Playwright’s Perspective: Sanaz Toossi
I was once asked why the women of Wish You Were Here sound so American. “Girls will be girls,” I responded, a smile pasted across my face. As the words came out of my mouth, I knew I hated them. I hate them now. Here is my chance to rectify that statement.
The women of this play speak in an American argot because that is how I have translated them. These characters are actually speaking Farsi, but you get it. It’s theater.
But I suspect the question was actually this: “Why are they talking about their bodies? Why are they talking about sex?” I believe the question behind the question was, “Why do these women sound so free?”
I want to tell you now that these girls do not sound like you. You sound like them.
The Iranian women who raised me could cut you like glass then sew you up in the same sentence. There was so much talk about bodies. Everyone’s bodies. No one’s body was their own. Nothing was just yours. Everything was everyone’s because those women belonged to each other.
When I think about the women who inspired this play, I hear obnoxious, cacophonous laughter. The decrescendo of that laughter is the central loss of this play. But it does not define the play. These women do not need your pity, nor do they want it.

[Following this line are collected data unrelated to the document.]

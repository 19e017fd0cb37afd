//! # Formatter Results
//!
//! What a formatter hands back to the host. Results are either fully decoded
//! (numbers, text) or refer to further [`Value`]s the host can expand on
//! demand, which keeps formatting a large structure proportional to what the
//! user actually opens.

use std::fmt;

use crate::value::Value;

/// Ordered mapping from display label to child value
///
/// Labels are unique. Inserting an existing label replaces its value but keeps
/// its original position.
#[derive(Debug, Clone, Default, PartialEq)]
pub struct ChildMap<'a>
{
    entries: Vec<(String, Option<Value<'a>>)>,
}

impl<'a> ChildMap<'a>
{
    /// Create an empty map.
    pub fn new() -> Self
    {
        Self { entries: Vec::new() }
    }

    /// A map with a single entry.
    pub fn single(label: impl Into<String>, value: Option<Value<'a>>) -> Self
    {
        Self {
            entries: vec![(label.into(), value)],
        }
    }

    /// Insert or replace `label`.
    pub fn insert(&mut self, label: impl Into<String>, value: Option<Value<'a>>)
    {
        let label = label.into();
        match self.entries.iter_mut().find(|(existing, _)| *existing == label) {
            Some(entry) => entry.1 = value,
            None => self.entries.push((label, value)),
        }
    }

    /// Look up `label`; the inner `None` is an explicit null child.
    pub fn get(&self, label: &str) -> Option<&Option<Value<'a>>>
    {
        self.entries.iter().find(|(existing, _)| existing == label).map(|(_, value)| value)
    }

    /// Labels in insertion order.
    pub fn labels(&self) -> impl Iterator<Item = &str>
    {
        self.entries.iter().map(|(label, _)| label.as_str())
    }

    /// Entries in insertion order.
    pub fn iter(&self) -> impl Iterator<Item = (&str, Option<Value<'a>>)>
    {
        self.entries.iter().map(|(label, value)| (label.as_str(), *value))
    }

    /// Number of entries.
    pub fn len(&self) -> usize
    {
        self.entries.len()
    }

    /// Whether the map has no entries.
    pub fn is_empty(&self) -> bool
    {
        self.entries.is_empty()
    }
}

/// Storage class of a wasm reference-typed value
#[derive(Debug, Clone, Copy, PartialEq, Eq)]
pub enum ValueClass
{
    /// A module global
    Global,
    /// A function local
    Local,
    /// An operand stack slot
    Operand,
}

impl ValueClass
{
    /// Decode the class index stored in the upper word of an externref handle.
    pub fn from_index(index: u32) -> Option<Self>
    {
        match index {
            0 => Some(ValueClass::Global),
            1 => Some(ValueClass::Local),
            2 => Some(ValueClass::Operand),
            _ => None,
        }
    }
}

impl fmt::Display for ValueClass
{
    fn fmt(&self, f: &mut fmt::Formatter<'_>) -> fmt::Result
    {
        let name = match self {
            ValueClass::Global => "global",
            ValueClass::Local => "local",
            ValueClass::Operand => "operand",
        };
        f.write_str(name)
    }
}

/// Handle to an opaque `externref`, resolved by the host
#[derive(Debug, Clone, Copy, PartialEq, Eq)]
pub struct ExternRef
{
    /// Where the reference lives; `None` if the encoding named no known class
    pub value_class: Option<ValueClass>,
    /// Slot index within that class
    pub index: u32,
}

impl fmt::Display for ExternRef
{
    fn fmt(&self, f: &mut fmt::Formatter<'_>) -> fmt::Result
    {
        match self.value_class {
            Some(class) => write!(f, "reftype({class}, {})", self.index),
            None => write!(f, "reftype(?, {})", self.index),
        }
    }
}

/// Output of a formatter
#[derive(Debug, Clone, PartialEq)]
pub enum FormatterResult<'a>
{
    /// A boolean
    Bool(bool),
    /// A signed integer up to 64 bits
    Int(i64),
    /// An unsigned integer up to 64 bits
    UInt(u64),
    /// A floating-point number
    Float(f64),
    /// A signed 128-bit integer
    Int128(i128),
    /// An unsigned 128-bit integer
    UInt128(u128),
    /// Decoded text
    Text(String),
    /// Decoded text together with the element count the object reported
    SizedText
    {
        /// Length in characters as stored in the object
        size: u32,
        /// Decoded contents
        text: String,
    },
    /// The `<void>` marker
    Void,
    /// An opaque reference the host resolves itself
    ExternRef(ExternRef),
    /// One value to be formatted in place of this one
    Child(Value<'a>),
    /// Labelled children (pointer boxes, property bags)
    Map(ChildMap<'a>),
    /// Indexed children (vectors, sequences)
    Array(Vec<Value<'a>>),
    /// Nothing to show
    Empty,
}

impl<'a> FormatterResult<'a>
{
    /// The `{ "0x<address>": target }` box used for pointers and references.
    pub fn pointer_box(address: u32, target: Option<Value<'a>>) -> Self
    {
        FormatterResult::Map(ChildMap::single(format!("0x{address:x}"), target))
    }

    /// Text content of `Text` and `SizedText`.
    pub fn as_text(&self) -> Option<&str>
    {
        match self {
            FormatterResult::Text(text) | FormatterResult::SizedText { text, .. } => Some(text),
            _ => None,
        }
    }

    /// Whether this is [`FormatterResult::Empty`].
    pub fn is_empty(&self) -> bool
    {
        matches!(self, FormatterResult::Empty)
    }
}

But they demand to be seen in their full humanity, as do all refugees, immigrants, and almost-migrants, no matter what part of the world they’re from. People everywhere — beautifully, tragically, obviously — strive for normalcy.

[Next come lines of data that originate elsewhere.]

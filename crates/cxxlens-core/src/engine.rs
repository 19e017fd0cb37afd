//! # Formatter Engine
//!
//! One engine per debug session. It owns the formatter registry, the decoding
//! [`Limits`] and the UNO type cache, and is the only place formatter errors
//! are turned into degraded results.
//!
//! ## Session lifetime
//!
//! UNO type resolution is memoized by the address of the type description.
//! Addresses are only stable for one run of the debuggee, so the cache lives in
//! the engine rather than in a global, and [`FormatterEngine::reset_session`]
//! drops it when the debuggee restarts.
//!
//! ## Thread Safety
//!
//! The engine is **not** thread-safe (the cache sits in a `RefCell`). Formatting
//! is synchronous and runs to completion on the calling thread.

use std::cell::RefCell;
use std::rc::Rc;

use tracing::{debug, trace_span};

use crate::config::Limits;
use crate::error::Result;
use crate::formatters::uno::{self, TypeEntry, UnoTypeCache};
use crate::memory::WasmInterface;
use crate::registry::{Formatter, FormatterRegistry};
use crate::result::FormatterResult;
use crate::value::Value;

/// What a formatter can reach besides the value itself
pub struct FormatContext<'e>
{
    wasm: &'e dyn WasmInterface,
    limits: Limits,
    uno_types: &'e RefCell<UnoTypeCache>,
}

impl<'e> FormatContext<'e>
{
    pub(crate) fn new(wasm: &'e dyn WasmInterface, limits: Limits, uno_types: &'e RefCell<UnoTypeCache>) -> Self
    {
        Self { wasm, limits, uno_types }
    }

    /// Raw access to the debuggee's memory.
    pub fn wasm(&self) -> &'e dyn WasmInterface
    {
        self.wasm
    }

    /// Decoding limits for this session.
    pub fn limits(&self) -> Limits
    {
        self.limits
    }

    pub(crate) fn uno_types(&self) -> &'e RefCell<UnoTypeCache>
    {
        self.uno_types
    }
}

/// Formats values for one debug session
///
/// ## Example
///
/// ```rust
/// use cxxlens_core::memory::LinearMemory;
/// use cxxlens_core::types::{Address, TypeInfo, TypeTable};
/// use cxxlens_core::{FormatterEngine, FormatterResult, Value};
///
/// let memory = LinearMemory::new(0x100);
/// let mut types = TypeTable::new();
/// types.insert(TypeInfo::scalar("int32_t", 4));
/// types.insert(TypeInfo::pointer("int32_t *", "int32_t"));
///
/// let engine = FormatterEngine::new().unwrap();
/// let null = Value::of_type(&memory, &types, Address::new(0x40), "int32_t *").unwrap();
/// let Some(FormatterResult::Map(map)) = engine.format(null) else { panic!() };
/// assert_eq!(map.get("0x0"), Some(&None));
/// ```
#[derive(Debug)]
pub struct FormatterEngine
{
    registry: FormatterRegistry,
    limits: Limits,
    uno_types: RefCell<UnoTypeCache>,
}

impl FormatterEngine
{
    /// Engine with the built-in formatters and default limits.
    ///
    /// ## Errors
    ///
    /// - `InvalidPattern`: a built-in pattern failed to compile
    pub fn new() -> Result<Self>
    {
        Self::with_limits(Limits::default())
    }

    /// Engine with the built-in formatters and custom limits.
    pub fn with_limits(limits: Limits) -> Result<Self>
    {
        Ok(Self::from_parts(FormatterRegistry::with_defaults()?, limits))
    }

    /// Engine over an existing registry.
    pub fn from_parts(registry: FormatterRegistry, limits: Limits) -> Self
    {
        Self {
            registry,
            limits,
            uno_types: RefCell::new(UnoTypeCache::default()),
        }
    }

    /// The registry, for inspection.
    pub fn registry(&self) -> &FormatterRegistry
    {
        &self.registry
    }

    /// The registry, for adding formatters.
    pub fn registry_mut(&mut self) -> &mut FormatterRegistry
    {
        &mut self.registry
    }

    /// Decoding limits.
    pub fn limits(&self) -> Limits
    {
        self.limits
    }

    /// The formatter that would handle `value`, if any.
    pub fn formatter_for(&self, value: &Value<'_>) -> Option<&Formatter>
    {
        self.registry.resolve(value.type_info())
    }

    /// Format a value.
    ///
    /// Returns `None` when no formatter matches, leaving the host to show the
    /// raw layout. A formatter that fails yields `Some(FormatterResult::Empty)`;
    /// errors never escape.
    pub fn format<'a>(&self, value: Value<'a>) -> Option<FormatterResult<'a>>
    {
        let formatter = self.formatter_for(&value)?;
        let _span = trace_span!("format", formatter = formatter.name(), location = %value.location()).entered();

        let context = FormatContext::new(value.memory(), self.limits, &self.uno_types);
        match (formatter.format_fn())(&context, value) {
            Ok(result) => Some(result),
            Err(err) => {
                debug!(formatter = formatter.name(), location = %value.location(), %err, "formatter failed, rendering as empty");
                Some(FormatterResult::Empty)
            }
        }
    }

    /// Resolve the UNO type described at `value`, using the session cache.
    ///
    /// Memory faults are logged and reported as unresolved.
    pub fn resolve_uno_type(&self, value: Value<'_>) -> Option<Rc<TypeEntry>>
    {
        let context = FormatContext::new(value.memory(), self.limits, &self.uno_types);
        match uno::resolve_uno_type(&context, value) {
            Ok(entry) => entry,
            Err(err) => {
                debug!(location = %value.location(), %err, "UNO type resolution failed");
                None
            }
        }
    }

    /// Number of (resolved, unresolved) addresses in the UNO type cache.
    pub fn uno_cache_len(&self) -> (usize, usize)
    {
        let cache = self.uno_types.borrow();
        (cache.resolved_len(), cache.unresolved_len())
    }

    /// Forget everything memoized for the current debuggee.
    ///
    /// Call when the debuggee restarts; type descriptions from the previous
    /// run may have been freed and their addresses reused.
    pub fn reset_session(&self)
    {
        debug!("resetting formatter session caches");
        self.uno_types.borrow_mut().clear();
    }
}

I wonder what a humanity play is. What does it mean to show a people in their humanity? Is that setting the bar extremely low? Or extremely high? Is every good play a humanity play? Is every play about humanity? And what makes a play political? Doesn’t every play exist within a set of politics? Must a play be political if the events of the play are affected by the politics of the play’s setting? Isn’t every play political? I can't decide.

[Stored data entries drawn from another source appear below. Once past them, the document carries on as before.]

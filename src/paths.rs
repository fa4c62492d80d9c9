use anyhow::{Context, Result};
use directories::BaseDirs;
use std::path::{Path, PathBuf};

/// Environment variable overriding the base directory
pub const HOME_ENV: &str = "GITPROF_HOME";

/// All computed paths used by gitprof
#[derive(Debug, Clone)]
pub struct Paths {
    /// ~/.gitprof (or $GITPROF_HOME)
    pub base_dir: PathBuf,
    /// ~/.gitprof/settings.json
    pub settings_file: PathBuf,
}

impl Paths {
    pub fn new() -> Result<Self> {
        let base_dir = match std::env::var_os(HOME_ENV) {
            Some(dir) if !dir.is_empty() => PathBuf::from(dir),
            _ => {
                let base_dirs = BaseDirs::new().context("Failed to determine home directory")?;
                base_dirs.home_dir().join(".gitprof")
            }
        };

        Ok(Self::from_base(base_dir))
    }

    pub fn from_base(base_dir: impl Into<PathBuf>) -> Self {
        let base_dir = base_dir.into();
        let settings_file = base_dir.join("settings.json");
        Self {
            base_dir,
            settings_file,
        }
    }

    /// Point the store at an explicit settings document (`--store`)
    pub fn with_settings_file(mut self, path: &Path) -> Self {
        self.settings_file = path.to_path_buf();
        self
    }
}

Ultimately, it doesn’t matter to me. I wrote this play as a love letter to my mother. I wrote it as a daughter of an immigrant. I wrote it because I’m proud of her, because I wanted her to know that every contour of her story was real to me, that I know her. I know you. And I feel like I knew you then. I love you and everyone who loved you.
I don’t care about breaking form. Or structure. I don’t care about being provocative or adding to the canon. Not with this play. This play is for you and you only. I think we would have been friends then, the time at which I’ve set this story. I would have been lucky to be your friend.
Your laugh is so loud. I wanted to hear it onstage the way I’ve known it in life — its ring ricocheting throughout the room, warming everything it touches.